The 2020 election campaign has now started.
Labour's declaration of a new, larger infrastructure spending package for release just before everyone heads to the beach for the summer is politically masterful.
For a start, it comes after two years of Finance Minister Grant Robertson being beaten up from the left, and then all manner of economic commentators across the political spectrum, for hugging so tightly to the debt targets in the Budget Responsibility Rules that both Labour and the rather more reluctant Greens signed up to before the last election.
The role of the BRRs, as they are sometimes known, was less about economic management than political necessity.
Whether fairly or not, Labour administrations have less credibility with financial markets and investors than their more conservative, but more avowedly capitalist, National Party-led governments.

Patient Robertson

Robertson has not only been willing to weather his critics, but also patient enough to let this alternative chorus of international credit ratings, international economic advisory agencies like the IMF and the OECD, and practical observers of New Zealand's yawning public infrastructure deficits, grow to a crescendo over the course of this year.
The reward is that the rating agencies all have New Zealand on at least a AA credit rating and have indicated they won't bat an eyelid if the government decides to lean against a slowing economy by investing in things the country clearly needs.
Robertson's key sentences in the weekend announcement were these: "We have this once in a generation opportunity because of the government’s good management of the books and resulting low debt. It makes sense to take advantage of this low debt and record low interest rates to make investments now to benefit generations to come."
That is the first time he has come out and said he agrees with a line of argument that has been as cacophonous this year as it has been uncontroversial for a country with among the lowest Crown debt levels in the OECD, rampant population growth, and a generation of fiscal conservatism.

Schools

Prime Minister Jacinda Ardern's announcement of between $50,000 and $400,000 in one-off capital maintenance grants for every New Zealand school was a politically well-pitched taster of announcements yet to come.
Expect a drip-feed between now and the Dec. 11 Budget Policy Statement, which will set the tone for the mythical barbecue conversations that Kiwis are said to have over the Christmas-New Year period and set the political tone for the first part of the countdown to polling day, some time between September and November next year.
This is a long way from the 'helicopter money' concept espoused by some commentators, who believe the best way to boost the economy would be to raise all incomes immediately through permanently higher benefit and family support payments. That approach would create a permanent uplift in new spending that would have to be funded every year.
Spending increases of that sort would risk a swift change of heart among the credit rating agencies and financial market commentariat about the government's commitment and ability to keep balancing the books and control debt.
In this version of helicopter money, spending is skewed to investing in small to very large-scale projects: one-off commitments of funds that also, handily, don't show up directly in the annual Budget balance calculation since they count as capital rather than operating spending.

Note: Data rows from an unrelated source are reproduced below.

// SPDX-License-Identifier: BUSL-1.1
// Copyright (c) 2026 Alfred Jean LLC

//! Job identity, configuration snapshot, and lifecycle state machine.

use serde::{Deserialize, Serialize};
use std::collections::BTreeMap;

crate::define_id! {
    /// Unique identifier for a submitted job.
    pub struct JobId("job-");
}

/// Which shape of work a [`JobConfig`] describes.
///
/// Inferred from the recognized options present in the submission (§6):
/// presence of `base_model_name`/`lora_model_name` marks an evaluation
/// request, everything else is a training request.
#[derive(Debug, Clone, Copy, PartialEq, Eq, Serialize, Deserialize)]
#[serde(rename_all = "snake_case")]
pub enum JobKind {
    Training,
    Evaluation,
}

crate::simple_display! {
    JobKind {
        Training => "training",
        Evaluation => "evaluation",
    }
}

/// Experiment tracking backend selection (§4.1, §9 REDESIGN FLAGS).
///
/// A closed enumeration replacing the source's string-keyed dynamic
/// dispatch: swapping backends never touches any component above C1.
#[derive(Debug, Clone, Copy, PartialEq, Eq, Default, Serialize, Deserialize)]
#[serde(rename_all = "snake_case")]
pub enum TrackingBackend {
    #[default]
    Wandb,
    MlFlow,
}

crate::simple_display! {
    TrackingBackend {
        Wandb => "wandb",
        MlFlow => "mlflow",
    }
}

/// A numeric value that may arrive as a JSON number or as a string-encoded
/// scientific-notation literal (`learning_rate` per §6).
#[derive(Debug, Clone, Copy, PartialEq)]
pub struct FlexibleNumber(pub f64);

impl Serialize for FlexibleNumber {
    fn serialize<S>(&self, serializer: S) -> Result<S::Ok, S::Error>
    where
        S: serde::Serializer,
    {
        serializer.serialize_f64(self.0)
    }
}

impl<'de> Deserialize<'de> for FlexibleNumber {
    fn deserialize<D>(deserializer: D) -> Result<Self, D::Error>
    where
        D: serde::Deserializer<'de>,
    {
        #[derive(Deserialize)]
        #[serde(untagged)]
        enum Repr {
            Number(f64),
            Text(String),
        }
        match Repr::deserialize(deserializer)? {
            Repr::Number(n) => Ok(FlexibleNumber(n)),
            Repr::Text(s) => {
                s.trim().parse::<f64>().map(FlexibleNumber).map_err(serde::de::Error::custom)
            }
        }
    }
}

/// Immutable, recognized-option configuration snapshot captured at
/// admission time (§3). Unknown submission keys are accepted and ignored
/// (`extra`) rather than rejected, since they don't change semantics.
#[derive(Debug, Clone, Default, Serialize, Deserialize)]
pub struct JobConfig {
    pub model_name: String,
    #[serde(alias = "data_version")]
    pub dataset_version: Option<String>,
    pub template: Option<String>,
    pub cutoff_len: Option<u64>,
    pub max_samples: Option<u64>,
    pub batch_size: Option<u64>,
    pub gradient_accumulation_steps: Option<u64>,
    pub save_steps: Option<u64>,
    pub num_epochs: Option<f64>,
    pub learning_rate: Option<FlexibleNumber>,
    pub lora_name: Option<String>,
    pub lora_version: Option<String>,
    pub lora_hf_repo: Option<String>,
    pub adapter_path: Option<String>,
    pub tracking_backend: Option<TrackingBackend>,
    pub save_name: Option<String>,
    #[serde(default = "default_training_type")]
    pub training_type: String,
    pub webhook_url: Option<String>,

    // Evaluation-only fields.
    pub base_model_name: Option<String>,
    pub lora_model_name: Option<String>,
    pub llm_backend: Option<String>,
    pub multi_thread: Option<bool>,
    pub max_workers: Option<u64>,
    pub port: Option<u16>,
    pub num_rounds: Option<u64>,
    pub train_id: Option<String>,

    /// Unrecognized keys, retained for forwarding to the evaluation
    /// trigger / webhook payloads but otherwise ignored by the core.
    #[serde(flatten)]
    pub extra: BTreeMap<String, serde_json::Value>,
}

fn default_training_type() -> String {
    "sft".to_string()
}

impl JobConfig {
    /// Infer whether this is a training or evaluation request (§6).
    pub fn kind(&self) -> JobKind {
        if self.base_model_name.is_some() || self.lora_model_name.is_some() {
            JobKind::Evaluation
        } else {
            JobKind::Training
        }
    }
}

/// Lifecycle state of a [`Job`] (§3).
///
/// Valid transitions: `Queued -> Running -> {Completed, Failed}` and
/// `Queued -> Cancelled`. `Running -> Cancelled` is not supported.
#[derive(Debug, Clone, Copy, PartialEq, Eq, Serialize, Deserialize)]
#[serde(rename_all = "snake_case")]
pub enum JobState {
    Queued,
    Running,
    Completed,
    Failed,
    Cancelled,
}

crate::simple_display! {
    JobState {
        Queued => "queued",
        Running => "running",
        Completed => "completed",
        Failed => "failed",
        Cancelled => "cancelled",
    }
}

impl JobState {
    pub fn is_terminal(&self) -> bool {
        matches!(self, JobState::Completed | JobState::Failed | JobState::Cancelled)
    }
}

/// A submitted job and its full lifecycle record.
#[derive(Debug, Clone, Serialize, Deserialize)]
pub struct Job {
    pub id: JobId,
    pub config: JobConfig,
    pub state: JobState,
    pub enqueued_at: u64,
    pub started_at: Option<u64>,
    pub ended_at: Option<u64>,
    pub error: Option<String>,
    pub tracking_url: Option<String>,
    pub output_path: Option<String>,
    pub webhook_url: Option<String>,
    /// 1-based position in the FIFO queue; set iff `state == Queued`.
    pub queue_position: Option<usize>,
}

impl Job {
    pub fn new(config: JobConfig, enqueued_at: u64) -> Self {
        let webhook_url = config.webhook_url.clone();
        Self {
            id: JobId::new(),
            config,
            state: JobState::Queued,
            enqueued_at,
            started_at: None,
            ended_at: None,
            error: None,
            tracking_url: None,
            output_path: None,
            webhook_url,
            queue_position: None,
        }
    }

    pub fn kind(&self) -> JobKind {
        self.config.kind()
    }
}

#[cfg(test)]
#[path = "job_tests.rs"]
mod tests;
// SPDX-License-Identifier: BUSL-1.1
// Copyright (c) 2026 Alfred Jean LLC

use crate::client::{JobSnapshot, QueueState, SubmitResponse};
use crate::color;
use clap::ValueEnum;
use serde::Serialize;

#[derive(Clone, Copy, Debug, Default, PartialEq, Eq, ValueEnum)]
pub enum OutputFormat {
    #[default]
    Text,
    Json,
}

fn print_json<T: Serialize>(value: &T) -> anyhow::Result<()> {
    println!("{}", serde_json::to_string_pretty(value)?);
    Ok(())
}

/// Render `epoch_secs` as time elapsed since now (e.g. "5s", "2m", "1h").
pub fn format_elapsed(epoch_secs: u64) -> String {
    if epoch_secs == 0 {
        return "-".to_string();
    }
    let now = std::time::SystemTime::now()
        .duration_since(std::time::UNIX_EPOCH)
        .unwrap_or_default()
        .as_secs();
    let elapsed = now.saturating_sub(epoch_secs);
    match elapsed {
        s if s < 60 => format!("{s}s"),
        s if s < 3600 => format!("{}m", s / 60),
        s if s < 86_400 => format!("{}h", s / 3600),
        s => format!("{}d", s / 86_400),
    }
}

pub fn print_submit(response: &SubmitResponse, format: OutputFormat) -> anyhow::Result<()> {
    if format == OutputFormat::Json {
        return print_json(response);
    }
    println!(
        "{} {}  {}",
        color::state(&response.status),
        color::header(&response.job_id),
        response.message,
    );
    Ok(())
}

pub fn print_job(job: &JobSnapshot, format: OutputFormat) -> anyhow::Result<()> {
    if format == OutputFormat::Json {
        return print_json(job);
    }
    println!("{}  {}", color::header(&job.job_id), color::state(&job.status));
    println!("  model        {}", job.config.model_name);
    println!("  enqueued     {} ago", format_elapsed(job.start_time));
    if let Some(end_time) = job.end_time {
        println!("  ended        {} ago", format_elapsed(end_time));
    }
    if let Some(pos) = job.queue_position {
        println!("  queue pos    {pos}");
    }
    if let Some(url) = &job.tracking_url {
        println!("  tracking_url {}", color::muted(url));
    }
    if let Some(path) = &job.output_path {
        println!("  output_path  {path}");
    }
    if let Some(error) = &job.error {
        println!("  error        {error}");
    }
    Ok(())
}

pub fn print_jobs(jobs: &[JobSnapshot], format: OutputFormat) -> anyhow::Result<()> {
    if format == OutputFormat::Json {
        return print_json(jobs);
    }
    if jobs.is_empty() {
        println!("no jobs");
        return Ok(());
    }
    println!(
        "{:<27} {:<10} {:<24} {:<8} {}",
        color::header("JOB ID"),
        color::header("STATUS"),
        color::header("MODEL"),
        color::header("AGE"),
        color::header("TRACKING")
    );
    for job in jobs {
        println!(
            "{:<27} {:<10} {:<24} {:<8} {}",
            job.job_id,
            color::state(&job.status),
            job.config.model_name,
            format_elapsed(job.start_time),
            job.tracking_url.as_deref().unwrap_or("-"),
        );
    }
    Ok(())
}

pub fn print_queue(queue: &QueueState, format: OutputFormat) -> anyhow::Result<()> {
    if format == OutputFormat::Json {
        return print_json(queue);
    }
    println!(
        "holding: {}   queue_length: {}",
        if queue.holding { color::state("running") } else { color::muted("idle") },
        queue.queue_length,
    );
    for (idx, id) in queue.queued_ids.iter().enumerate() {
        println!("  {}. {id}", idx + 1);
    }
    Ok(())
}

#[cfg(test)]
#[path = "output_tests.rs"]
mod tests;
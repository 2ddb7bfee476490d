// SPDX-License-Identifier: BUSL-1.1
// Copyright (c) 2026 Alfred Jean LLC

//! RunToken: the capacity-1 mutual exclusion token gating which job may
//! actually be running a child process at a given moment (§5).
//!
//! Modeled as a `tokio::sync::Semaphore` with one permit rather than a
//! plain mutex so the admission policy can grow to N-way concurrency by
//! changing one constructor argument.

use std::sync::Arc;
use tokio::sync::{OwnedSemaphorePermit, Semaphore};

#[derive(Clone)]
pub struct RunToken {
    semaphore: Arc<Semaphore>,
}

impl RunToken {
    pub fn new(capacity: usize) -> Self {
        Self {
            semaphore: Arc::new(Semaphore::new(capacity)),
        }
    }

    /// Take a slot only if one is immediately free.
    pub fn try_acquire(&self) -> Option<OwnedSemaphorePermit> {
        self.semaphore.clone().try_acquire_owned().ok()
    }
}
// SPDX-License-Identifier: BUSL-1.1
// Copyright (c) 2026 Alfred Jean LLC

//! Tracker-specific failure modes.

use thiserror::Error;

#[derive(Debug, Error)]
pub enum TrackerError {
    #[error("init_run called while a run is already active")]
    AlreadyActive,
    #[error("missing credentials for backend: {0}")]
    MissingCredentials(String),
    #[error("authentication failed: {0}")]
    AuthFailed(String),
    #[error("backend request failed: {0}")]
    Request(String),
}

impl From<reqwest::Error> for TrackerError {
    fn from(e: reqwest::Error) -> Self {
        TrackerError::Request(e.to_string())
    }
}
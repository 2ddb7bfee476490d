// SPDX-License-Identifier: BUSL-1.1
// Copyright (c) 2026 Alfred Jean LLC

//! Terminal color helpers, shared by `clap`'s own usage/help rendering
//! and by our table output.

use clap::builder::styling::{Ansi256Color, Color, Style, Styles};
use std::io::IsTerminal;

pub mod codes {
    /// Section headers and job ids.
    pub const HEADER: u8 = 74;
    /// Queued/running/completed state labels.
    pub const STATE_QUEUED: u8 = 179;
    pub const STATE_RUNNING: u8 = 74;
    pub const STATE_DONE: u8 = 71;
    pub const STATE_FAILED: u8 = 167;
    /// Muted / secondary text: timestamps, urls.
    pub const MUTED: u8 = 245;
}

/// Priority: `NO_COLOR=1` disables, `COLOR=1` forces, otherwise a TTY check.
pub fn should_colorize() -> bool {
    if std::env::var("NO_COLOR").is_ok_and(|v| v == "1") {
        return false;
    }
    if std::env::var("COLOR").is_ok_and(|v| v == "1") {
        return true;
    }
    std::io::stdout().is_terminal()
}

/// Build the `clap` help/usage styles using the project palette.
pub fn styles() -> Styles {
    if !should_colorize() {
        return Styles::plain();
    }
    Styles::styled()
        .header(Style::new().fg_color(Some(Color::Ansi256(Ansi256Color(codes::HEADER)))))
        .literal(Style::new().fg_color(Some(Color::Ansi256(Ansi256Color(codes::MUTED)))))
}

fn paint(code: u8, text: &str) -> String {
    if should_colorize() {
        format!("\x1b[38;5;{code}m{text}\x1b[0m")
    } else {
        text.to_string()
    }
}

pub fn header(text: &str) -> String {
    paint(codes::HEADER, text)
}

pub fn muted(text: &str) -> String {
    paint(codes::MUTED, text)
}

/// Color a job state label by its value (§3 lifecycle).
pub fn state(label: &str) -> String {
    let code = match label {
        "queued" => codes::STATE_QUEUED,
        "running" => codes::STATE_RUNNING,
        "completed" => codes::STATE_DONE,
        "failed" | "cancelled" => codes::STATE_FAILED,
        _ => codes::MUTED,
    };
    paint(code, label)
}

#[cfg(test)]
#[path = "color_tests.rs"]
mod tests;
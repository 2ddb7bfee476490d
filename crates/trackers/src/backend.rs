// SPDX-License-Identifier: BUSL-1.1
// Copyright (c) 2026 Alfred Jean LLC

//! Builds a boxed [`Tracker`] from runtime configuration.

use crate::error::TrackerError;
use crate::mlflow::{MlFlowConfig, MlFlowTracker};
use crate::tracker::Tracker;
use crate::wandb::{WandbConfig, WandbTracker};
use jobcore_core::TrackingBackend;
use std::sync::Arc;

/// Environment-sourced settings for whichever backend is selected.
/// Fields unused by the selected backend are ignored rather than required.
#[derive(Clone)]
pub struct TrackerSettings {
    pub backend: TrackingBackend,
    pub wandb_api_key: Option<String>,
    pub wandb_entity: Option<String>,
    pub wandb_project: Option<String>,
    pub wandb_base_url: String,
    pub mlflow_tracking_uri: Option<String>,
    pub mlflow_experiment_name: Option<String>,
}

pub fn build_tracker(settings: &TrackerSettings) -> Result<Arc<dyn Tracker>, TrackerError> {
    match settings.backend {
        TrackingBackend::Wandb => {
            let api_key = settings
                .wandb_api_key
                .clone()
                .ok_or_else(|| TrackerError::MissingCredentials("wandb".into()))?;
            let entity = settings
                .wandb_entity
                .clone()
                .ok_or_else(|| TrackerError::MissingCredentials("wandb entity".into()))?;
            let project = settings
                .wandb_project
                .clone()
                .ok_or_else(|| TrackerError::MissingCredentials("wandb project".into()))?;
            Ok(Arc::new(WandbTracker::new(WandbConfig {
                api_key,
                entity,
                project,
                base_url: settings.wandb_base_url.clone(),
            })))
        }
        TrackingBackend::MlFlow => {
            let tracking_uri = settings
                .mlflow_tracking_uri
                .clone()
                .ok_or_else(|| TrackerError::MissingCredentials("mlflow tracking uri".into()))?;
            let experiment_name = settings
                .mlflow_experiment_name
                .clone()
                .unwrap_or_else(|| "default".to_string());
            Ok(Arc::new(MlFlowTracker::new(MlFlowConfig {
                tracking_uri,
                experiment_name,
            })))
        }
    }
}
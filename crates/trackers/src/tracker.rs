// SPDX-License-Identifier: BUSL-1.1
// Copyright (c) 2026 Alfred Jean LLC

//! The `Tracker` capability interface (§4.1 C1).
//!
//! A tracker owns at most one active run at a time. Callers drive it
//! through `init_run` -> repeated `log_*` calls -> `finish_run`. Every
//! method is `&self`; interior mutability lives behind [`crate::guard::RunGuard`]
//! so a tracker can be shared as `Arc<dyn Tracker>` across the monitor loop
//! and the job worker task.

use crate::error::TrackerError;
use crate::run_handle::RunHandle;
use async_trait::async_trait;
use jobcore_core::ArtifactDescriptor;
use std::collections::BTreeMap;
use std::path::Path;

#[async_trait]
pub trait Tracker: Send + Sync {
    /// Open a new run for `job_name`, seeded with the initial config.
    /// Fails with `TrackerError::AlreadyActive` if a run is already open.
    ///
    /// `train_parent_id` links this run to a prior training run for
    /// cross-run metric attachment (e.g. an evaluation run scored against
    /// its training run). If the parent run cannot be resolved, the
    /// implementation logs a warning and continues unlinked rather than
    /// failing `init_run`.
    async fn init_run(
        &self,
        job_name: &str,
        config: &BTreeMap<String, serde_json::Value>,
        train_parent_id: Option<&str>,
    ) -> Result<RunHandle, TrackerError>;

    /// Log one scalar metric at `step`. Idempotent: a repeat of the same
    /// (key, step) is accepted and ignored rather than erroring.
    async fn log_metric(&self, key: &str, value: f64, step: u64) -> Result<(), TrackerError>;

    /// Log a batch of scalar metrics sharing one `step`.
    async fn log_metrics(
        &self,
        values: &BTreeMap<String, f64>,
        step: u64,
    ) -> Result<(), TrackerError> {
        for (key, value) in values {
            self.log_metric(key, *value, step).await?;
        }
        Ok(())
    }

    /// Log a tabular artifact (e.g. an eval results table).
    async fn log_table(&self, name: &str, rows: &[BTreeMap<String, serde_json::Value>]) -> Result<(), TrackerError>;

    /// Upload a single file artifact.
    async fn log_artifact(&self, artifact: &ArtifactDescriptor) -> Result<(), TrackerError>;

    /// Upload a directory artifact (e.g. a checkpoint directory).
    async fn log_directory(&self, path: &Path, logical_name: &str) -> Result<(), TrackerError>;

    /// Register a trained checkpoint as a named model version (§4.1).
    ///
    /// Side effects: uploads `path` as an artifact under `model/<basename>`,
    /// registers it in the backend's model registry under `collection`,
    /// attaches tags `{checkpoint, original, evaluate=pending}`, and
    /// returns the resulting `"<registry>/<collection>/<version>"` URI.
    async fn register_model(
        &self,
        path: &Path,
        model_name: &str,
        collection: &str,
        registry: &str,
    ) -> Result<String, TrackerError>;

    /// Merge additional keys into the run's config after `init_run`.
    async fn update_config(
        &self,
        config: &BTreeMap<String, serde_json::Value>,
    ) -> Result<(), TrackerError>;

    /// Close the active run. Idempotent: calling this with no active run
    /// succeeds as a no-op rather than erroring.
    async fn finish_run(&self) -> Result<(), TrackerError>;

    /// The handle of the currently active run, if any.
    fn current_run(&self) -> Option<RunHandle>;
}

/// Coerce a `log_table` key to end with `.json` (§4.1), without doubling
/// the suffix if the caller already supplied it.
pub fn ensure_json_suffix(key: &str) -> String {
    if key.ends_with(".json") {
        key.to_string()
    } else {
        format!("{key}.json")
    }
}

Budget Responsibility Rules

Note, too, that Robertson has not yet said he is actually abandoning the Budget Responsibility Rules. The package will be delivered over the many years it takes for major new infrastructure to be built. In theory, the government could produce eye-popping additional multi-billion dollar sums without necessarily putting much pressure on the debt ratios in the Crown accounts year-to-year.
He knows as well as anyone that while New Zealand's infrastructure needs are urgent, it lacks a sufficiently large skilled workforce or enough companies of sufficient scale and sophistication to deliver a huge amount of new work in short order. 
This will be a multi-year vision rather than an immediate building boom, in part because the country's ability to feed a boom remains limited by factors quite unrelated to the strength of the Crown accounts.